DESCRIPTION OF THE TASK.
Retype, exactly as they appear below, the lines between the line holding "Ed25519 file signing." and the line holding "of trusted verify keys", both ends included.

DATASET EXCERPTS.
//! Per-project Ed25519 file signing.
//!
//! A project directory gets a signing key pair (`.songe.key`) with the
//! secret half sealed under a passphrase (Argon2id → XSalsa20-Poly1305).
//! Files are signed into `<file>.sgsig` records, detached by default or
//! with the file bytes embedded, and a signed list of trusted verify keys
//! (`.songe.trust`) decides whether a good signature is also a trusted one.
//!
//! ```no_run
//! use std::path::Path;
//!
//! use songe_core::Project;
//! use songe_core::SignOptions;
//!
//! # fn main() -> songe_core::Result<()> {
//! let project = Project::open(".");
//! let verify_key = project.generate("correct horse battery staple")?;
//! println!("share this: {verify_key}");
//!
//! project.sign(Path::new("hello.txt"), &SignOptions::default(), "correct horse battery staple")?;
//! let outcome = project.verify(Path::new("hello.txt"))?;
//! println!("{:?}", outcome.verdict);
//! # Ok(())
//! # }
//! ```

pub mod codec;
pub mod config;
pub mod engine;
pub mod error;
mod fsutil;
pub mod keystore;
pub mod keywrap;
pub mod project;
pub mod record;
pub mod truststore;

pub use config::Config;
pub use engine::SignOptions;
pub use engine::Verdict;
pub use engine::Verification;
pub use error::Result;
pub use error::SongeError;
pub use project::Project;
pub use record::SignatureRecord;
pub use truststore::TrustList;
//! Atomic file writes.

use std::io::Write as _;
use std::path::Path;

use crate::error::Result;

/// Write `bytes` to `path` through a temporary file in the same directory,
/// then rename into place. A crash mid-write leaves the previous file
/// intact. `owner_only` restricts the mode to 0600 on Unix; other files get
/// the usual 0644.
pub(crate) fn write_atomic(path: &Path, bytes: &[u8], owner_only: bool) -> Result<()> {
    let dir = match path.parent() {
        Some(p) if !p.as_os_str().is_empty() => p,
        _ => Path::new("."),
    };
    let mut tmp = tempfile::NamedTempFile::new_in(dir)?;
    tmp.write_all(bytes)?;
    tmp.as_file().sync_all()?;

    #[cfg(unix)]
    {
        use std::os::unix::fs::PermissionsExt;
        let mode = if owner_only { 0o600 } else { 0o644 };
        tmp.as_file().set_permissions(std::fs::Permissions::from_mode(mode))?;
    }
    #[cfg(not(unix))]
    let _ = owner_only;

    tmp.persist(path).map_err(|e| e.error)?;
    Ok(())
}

--

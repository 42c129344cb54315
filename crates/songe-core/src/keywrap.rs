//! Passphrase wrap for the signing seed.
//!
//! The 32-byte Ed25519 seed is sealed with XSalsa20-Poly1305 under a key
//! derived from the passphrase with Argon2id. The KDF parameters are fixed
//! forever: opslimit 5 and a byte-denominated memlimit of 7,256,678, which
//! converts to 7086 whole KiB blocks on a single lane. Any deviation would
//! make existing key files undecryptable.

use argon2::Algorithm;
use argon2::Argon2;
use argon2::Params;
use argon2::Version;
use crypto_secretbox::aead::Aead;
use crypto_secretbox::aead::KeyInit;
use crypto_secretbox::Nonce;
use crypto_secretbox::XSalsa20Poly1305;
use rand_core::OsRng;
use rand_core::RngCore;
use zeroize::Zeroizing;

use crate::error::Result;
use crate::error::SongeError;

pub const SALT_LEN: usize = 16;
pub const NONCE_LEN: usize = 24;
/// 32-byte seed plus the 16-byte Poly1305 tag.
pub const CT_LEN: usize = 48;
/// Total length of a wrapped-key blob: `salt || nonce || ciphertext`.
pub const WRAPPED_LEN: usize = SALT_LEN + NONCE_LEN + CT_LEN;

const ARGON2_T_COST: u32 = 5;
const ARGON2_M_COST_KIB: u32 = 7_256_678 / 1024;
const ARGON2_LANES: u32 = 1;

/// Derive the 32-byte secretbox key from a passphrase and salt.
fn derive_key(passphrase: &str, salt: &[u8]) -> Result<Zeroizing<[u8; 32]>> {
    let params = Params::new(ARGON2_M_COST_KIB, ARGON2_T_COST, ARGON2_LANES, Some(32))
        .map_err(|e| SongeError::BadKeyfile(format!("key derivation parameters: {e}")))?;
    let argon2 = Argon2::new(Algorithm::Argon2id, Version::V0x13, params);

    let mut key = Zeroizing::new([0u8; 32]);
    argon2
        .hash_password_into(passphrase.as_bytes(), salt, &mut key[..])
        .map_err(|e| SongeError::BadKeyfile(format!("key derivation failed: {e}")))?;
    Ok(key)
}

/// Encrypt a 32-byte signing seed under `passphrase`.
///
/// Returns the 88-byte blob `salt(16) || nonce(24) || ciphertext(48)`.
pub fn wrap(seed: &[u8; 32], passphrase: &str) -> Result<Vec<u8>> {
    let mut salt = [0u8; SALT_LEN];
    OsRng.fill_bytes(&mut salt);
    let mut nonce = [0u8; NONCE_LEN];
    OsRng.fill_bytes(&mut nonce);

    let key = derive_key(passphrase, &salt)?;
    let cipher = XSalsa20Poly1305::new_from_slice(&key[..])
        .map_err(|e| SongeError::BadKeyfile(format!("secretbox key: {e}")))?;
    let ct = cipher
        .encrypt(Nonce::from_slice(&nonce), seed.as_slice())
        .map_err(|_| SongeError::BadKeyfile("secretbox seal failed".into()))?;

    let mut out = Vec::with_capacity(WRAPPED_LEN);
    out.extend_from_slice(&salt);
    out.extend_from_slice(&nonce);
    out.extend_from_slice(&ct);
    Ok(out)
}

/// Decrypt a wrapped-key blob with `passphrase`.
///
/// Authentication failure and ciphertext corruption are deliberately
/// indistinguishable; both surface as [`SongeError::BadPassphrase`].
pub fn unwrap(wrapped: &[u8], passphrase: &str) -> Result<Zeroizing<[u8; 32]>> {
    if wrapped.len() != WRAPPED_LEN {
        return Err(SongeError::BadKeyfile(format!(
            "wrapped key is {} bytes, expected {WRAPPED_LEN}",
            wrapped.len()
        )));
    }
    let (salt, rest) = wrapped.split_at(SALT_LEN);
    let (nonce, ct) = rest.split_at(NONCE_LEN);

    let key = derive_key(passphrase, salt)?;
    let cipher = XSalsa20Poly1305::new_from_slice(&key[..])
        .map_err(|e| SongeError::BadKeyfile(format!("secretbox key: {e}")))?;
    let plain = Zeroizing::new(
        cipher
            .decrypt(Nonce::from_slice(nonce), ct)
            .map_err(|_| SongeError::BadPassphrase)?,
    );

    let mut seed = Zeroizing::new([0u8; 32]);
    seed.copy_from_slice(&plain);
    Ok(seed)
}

* * *

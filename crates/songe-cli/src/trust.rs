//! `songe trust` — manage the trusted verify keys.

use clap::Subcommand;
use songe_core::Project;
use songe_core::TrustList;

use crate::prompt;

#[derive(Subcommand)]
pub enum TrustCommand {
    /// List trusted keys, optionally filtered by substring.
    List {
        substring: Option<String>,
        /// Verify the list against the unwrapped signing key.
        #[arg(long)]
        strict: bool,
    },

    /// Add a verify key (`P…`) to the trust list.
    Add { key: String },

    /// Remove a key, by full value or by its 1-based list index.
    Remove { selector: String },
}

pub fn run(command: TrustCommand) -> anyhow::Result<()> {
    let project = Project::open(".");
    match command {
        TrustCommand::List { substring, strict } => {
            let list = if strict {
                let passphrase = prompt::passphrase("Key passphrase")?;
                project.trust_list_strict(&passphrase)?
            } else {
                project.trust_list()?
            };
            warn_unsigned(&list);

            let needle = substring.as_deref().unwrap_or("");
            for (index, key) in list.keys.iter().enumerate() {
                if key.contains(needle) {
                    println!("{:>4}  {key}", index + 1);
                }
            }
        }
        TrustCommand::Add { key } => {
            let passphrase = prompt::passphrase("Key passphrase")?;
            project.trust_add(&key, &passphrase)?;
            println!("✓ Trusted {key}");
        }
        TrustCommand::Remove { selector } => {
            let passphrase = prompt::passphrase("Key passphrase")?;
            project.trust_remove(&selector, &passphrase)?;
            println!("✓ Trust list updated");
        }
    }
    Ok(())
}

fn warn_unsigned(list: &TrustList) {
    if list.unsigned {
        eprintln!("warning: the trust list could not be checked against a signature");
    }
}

TASK ANSWER.
//! Per-project Ed25519 file signing.
//!
//! A project directory gets a signing key pair (`.songe.key`) with the
//! secret half sealed under a passphrase (Argon2id → XSalsa20-Poly1305).
//! Files are signed into `<file>.sgsig` records, detached by default or
//! with the file bytes embedded, and a signed list of trusted verify keys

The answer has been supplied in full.